Site Reliability Engineer

Actively Reviewing the Applications

Fournine Cloud

India, Telangana Full-Time On-site

Posted 2 days ago • Apply by June 14, 2026

Job Description

Company Description

Fournine Cloud, founded in 2016, is a trusted partner specializing in cloud transformation and DevOps solutions for businesses in fintech, telecommunications, and enterprise sectors. As an Advanced Consulting Partner with AWS and GCP, we deliver expertise in cloud migration, Kubernetes orchestration, and DevOps automation. Our certified team provides end-to-end services, from consulting and architectural design to implementation and ongoing support. We are committed to helping clients achieve measurable results like cost reductions, zero-disruption migrations, and scalable cloud-native solutions. Collaborate with us to accelerate your digital transformation journey.

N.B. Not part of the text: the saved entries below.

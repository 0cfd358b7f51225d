//! `attune-personality` — the PersonalityModel from §4.3: a pure
//! computation layer over the trait vectors `attune-store` persists.
//! Nothing here talks to SQLite directly; callers pass in the
//! `GuildPersonality`/`UserOverride`/`AdaptationEvent` rows they already
//! loaded.

mod style;

pub use style::{style_directives, EmojiAllowance, EmpathyPrefix, StyleDirectives};

use attune_core::{clamp_i64, PersonalityMode, UserId};
use attune_store::types::{AdaptationEvent, PartialTraits, PersonalityTraits, UserOverride};

pub fn defaults() -> PersonalityTraits {
    PersonalityTraits::defaults()
}

/// Resolve the effective profile for a single request (§3): guild
/// traits (or defaults), overlaid by non-null user-override fields,
/// then every active adaptation delta in ascending priority order.
/// Never persisted.
pub fn effective(
    guild_traits: Option<&PersonalityTraits>,
    user_override: Option<&UserOverride>,
    mut active_adaptations: Vec<&AdaptationEvent>,
) -> PersonalityTraits {
    let mut traits = guild_traits.copied().unwrap_or_else(PersonalityTraits::defaults);

    if let Some(ov) = user_override {
        if let Some(v) = ov.humor {
            traits.humor = v;
        }
        if let Some(v) = ov.honesty {
            traits.honesty = v;
        }
        if let Some(v) = ov.formality {
            traits.formality = v;
        }
        if let Some(v) = ov.empathy {
            traits.empathy = v;
        }
        if let Some(v) = ov.strictness {
            traits.strictness = v;
        }
        if let Some(v) = ov.initiative {
            traits.initiative = v;
        }
    }

    active_adaptations.sort_by_key(|e| e.priority);
    for event in active_adaptations {
        let delta = &event.delta_profile;
        traits.humor += delta.humor;
        traits.honesty += delta.honesty;
        traits.formality += delta.formality;
        traits.empathy += delta.empathy;
        traits.strictness += delta.strictness;
        traits.initiative += delta.initiative;
        if let Some(mode) = delta.mode_override {
            traits.mode = mode;
        }
        traits.clamp();
    }

    traits.clamp();
    traits
}

/// Validate and apply a partial guild-trait update, bumping `version`
/// (§4.3). Fields absent from `partial` are left untouched.
pub fn set_guild(
    current: Option<&PersonalityTraits>,
    partial: &PartialTraits,
    updated_by: UserId,
) -> PersonalityTraits {
    let mut traits = current.copied().unwrap_or_else(PersonalityTraits::defaults);
    apply_partial(&mut traits, partial);
    traits.version += 1;
    let _ = updated_by;
    traits
}

/// Merge a partial update into a user override; absent fields clear
/// that field's override (§4.3).
pub fn set_user_override(partial: &PartialTraits) -> UserOverride {
    UserOverride {
        humor: partial.humor,
        honesty: partial.honesty,
        formality: partial.formality,
        empathy: partial.empathy,
        strictness: partial.strictness,
        initiative: partial.initiative,
        updated_at: String::new(),
    }
}

fn apply_partial(traits: &mut PersonalityTraits, partial: &PartialTraits) {
    if let Some(v) = partial.humor {
        traits.humor = clamp_i64(v, 0, 100);
    }
    if let Some(v) = partial.honesty {
        traits.honesty = clamp_i64(v, 0, 100);
    }
    if let Some(v) = partial.formality {
        traits.formality = clamp_i64(v, 0, 100);
    }
    if let Some(v) = partial.empathy {
        traits.empathy = clamp_i64(v, 0, 100);
    }
    if let Some(v) = partial.strictness {
        traits.strictness = clamp_i64(v, 0, 100);
    }
    if let Some(v) = partial.initiative {
        traits.initiative = clamp_i64(v, 0, 100);
    }
    if let Some(mode) = partial.mode {
        traits.mode = mode;
    }
}

pub fn mode_label(mode: PersonalityMode) -> &'static str {
    match mode {
        PersonalityMode::Social => "social",
        PersonalityMode::Security => "security",
        PersonalityMode::MissionControl => "mission_control",
        PersonalityMode::Developer => "developer",
        PersonalityMode::Empathy => "empathy",
        PersonalityMode::Adaptive => "adaptive",
    }
}

#[cfg(test)]
mod tests {
    use super::*;
    use attune_core::GuildId;
    use attune_store::types::TraitDelta;

    #[test]
    fn effective_falls_back_to_defaults() {
        let traits = effective(None, None, vec![]);
        assert_eq!(traits.humor, 50);
        assert_eq!(traits.mode, PersonalityMode::Social);
    }

    #[test]
    fn user_override_wins_over_guild() {
        let guild = PersonalityTraits::defaults();
        let ov = UserOverride {
            humor: Some(99),
            ..Default::default()
        };
        let traits = effective(Some(&guild), Some(&ov), vec![]);
        assert_eq!(traits.humor, 99);
        assert_eq!(traits.honesty, guild.honesty);
    }

    #[test]
    fn adaptation_deltas_apply_in_priority_order_and_clamp() {
        let guild = PersonalityTraits::defaults();
        let e1 = AdaptationEvent {
            id: "a".into(),
            guild_id: GuildId::new(1),
            signal: "spam_spike".into(),
            payload: serde_json::json!({}),
            delta_profile: TraitDelta {
                humor: -30,
                strictness: 25,
                initiative: 10,
                mode_override: Some(PersonalityMode::Security),
                ..Default::default()
            },
            applied_at: String::new(),
            expires_at: None,
            status: attune_store::types::AdaptationStatus::Active,
            priority: 50,
            reason: None,
            applied_by: "auto-adapt".into(),
        };
        let traits = effective(Some(&guild), None, vec![&e1]);
        assert_eq!(traits.humor, 20);
        assert_eq!(traits.mode, PersonalityMode::Security);
    }

    #[test]
    fn set_guild_bumps_version() {
        let partial = PartialTraits {
            humor: Some(10),
            ..Default::default()
        };
        let traits = set_guild(None, &partial, UserId::new(1));
        assert_eq!(traits.humor, 10);
        assert_eq!(traits.version, 2);
    }
}
//! `attune-store` — the single SQLite-backed StateStore (§4.1) that owns
//! guild personalities, user overrides/profiles, session windows,
//! violations, adaptation events, the cache table, and the image
//! generation log.

mod db;
mod error;
mod manager;
pub mod types;

pub use error::{Result, StoreError};
pub use manager::StateStore;
//! The platform-agnostic event/action boundary (§6). The core never
//! assumes a transport — it only requires an async stream of
//! [`PlatformEvent`]s in and a [`PlatformActions`] sink out.

use async_trait::async_trait;

use crate::error::PlatformErrorKind;
use crate::types::{ChannelId, GuildId, MessageId, UserId};

/// A single human (or system) message, normalized across channels.
#[derive(Debug, Clone)]
pub struct IncomingMessage {
    pub guild_id: Option<GuildId>,
    pub channel_id: ChannelId,
    pub message_id: Option<MessageId>,
    pub author_id: UserId,
    pub author_is_bot: bool,
    pub content: String,
    pub attachments: Vec<String>,
    pub mentions: Vec<UserId>,
    pub mention_roles: u32,
    pub timestamp: String,
}

#[derive(Debug, Clone)]
pub struct MemberJoinEvent {
    pub guild_id: GuildId,
    pub user_id: UserId,
    pub account_created_at: String,
    pub joined_at: String,
}

#[derive(Debug, Clone)]
pub struct ReactionAddEvent {
    pub guild_id: Option<GuildId>,
    pub channel_id: ChannelId,
    pub message_id: MessageId,
    pub user_id: UserId,
    pub emoji: String,
}

/// One record from the input stream §6 describes. The core makes no
/// assumption about transport; it only requires an async iterator of
/// these.
#[derive(Debug, Clone)]
pub enum PlatformEvent {
    MessageCreate(IncomingMessage),
    MemberJoin(MemberJoinEvent),
    ReactionAdd(ReactionAddEvent),
    ConnectionUp,
    ConnectionDown,
}

/// Transport-agnostic source of platform events. A Discord/Telegram/etc.
/// adapter implements this by adapting its own event loop.
#[async_trait]
pub trait PlatformEvents: Send {
    async fn next_event(&mut self) -> Option<PlatformEvent>;
}

/// The output side of §6: every mutating action the core can ask a
/// platform to perform, with a standard error-kind enumeration.
#[async_trait]
pub trait PlatformActions: Send + Sync {
    async fn send_message(
        &self,
        channel_id: ChannelId,
        content: &str,
        reply_to: Option<MessageId>,
    ) -> Result<(), PlatformErrorKind>;

    async fn send_dm(&self, user_id: UserId, content: &str) -> Result<(), PlatformErrorKind>;

    async fn apply_timeout(
        &self,
        user_id: UserId,
        guild_id: GuildId,
        duration_secs: u64,
    ) -> Result<(), PlatformErrorKind>;

    async fn apply_ban(
        &self,
        user_id: UserId,
        guild_id: GuildId,
        duration_secs: Option<u64>,
        reason: &str,
    ) -> Result<(), PlatformErrorKind>;

    async fn apply_kick(
        &self,
        user_id: UserId,
        guild_id: GuildId,
        reason: &str,
    ) -> Result<(), PlatformErrorKind>;

    async fn remove_role(
        &self,
        user_id: UserId,
        guild_id: GuildId,
        role: &str,
    ) -> Result<(), PlatformErrorKind>;

    async fn add_role(
        &self,
        user_id: UserId,
        guild_id: GuildId,
        role: &str,
    ) -> Result<(), PlatformErrorKind>;
}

Site Reliability Engineer (SRE) – 4+ Years Experience

Site Reliability Engineer responsible for maintaining the reliability, availability, and performance of cloud-based applications and infrastructure. Works closely with development and platform teams to support production systems, monitor platform health, resolve incidents, and improve operational efficiency. Contributes to DevOps practices by supporting deployments, maintaining CI/CD pipelines, and automating operational tasks to improve system stability and reduce manual effort.

Responsibilities

Monitor production systems and services to ensure high availability and performance.
Analyse alerts, metrics, and logs to detect and troubleshoot system issues.
Respond to incidents and production alerts, ensuring timely resolution and minimal service disruption.
Perform root cause analysis (RCA) and collaborate with engineering teams to implement permanent fixes.
Monitor and support Kubernetes workloads including pods, deployments, and stateful services.
Maintain monitoring dashboards and configure alerting rules to improve system observability.
Assist with application deployments and release activities through CI/CD pipelines.
Troubleshoot issues across infrastructure, application, and networking layers.
Support cloud infrastructure operations and ensure efficient resource utilization.
Contribute to automation of operational and deployment tasks.
Participate in on-call rotations and operational support activities.
Maintain runbooks, operational documentation, and troubleshooting guides.

Skills

Linux administration, Google Cloud Platform (GCP) or similar cloud platforms, Kubernetes, Docker, CI/CD pipelines, Prometheus, Grafana, Kibana, cloud monitoring and logging tools, incident management, production monitoring, log analysis, troubleshooting distributed systems, scripting with Bash or Python, networking fundamentals (DNS, TCP/IP, ports, load balancing), DevOps practices, infrastructure support, and system reliability engineering concepts.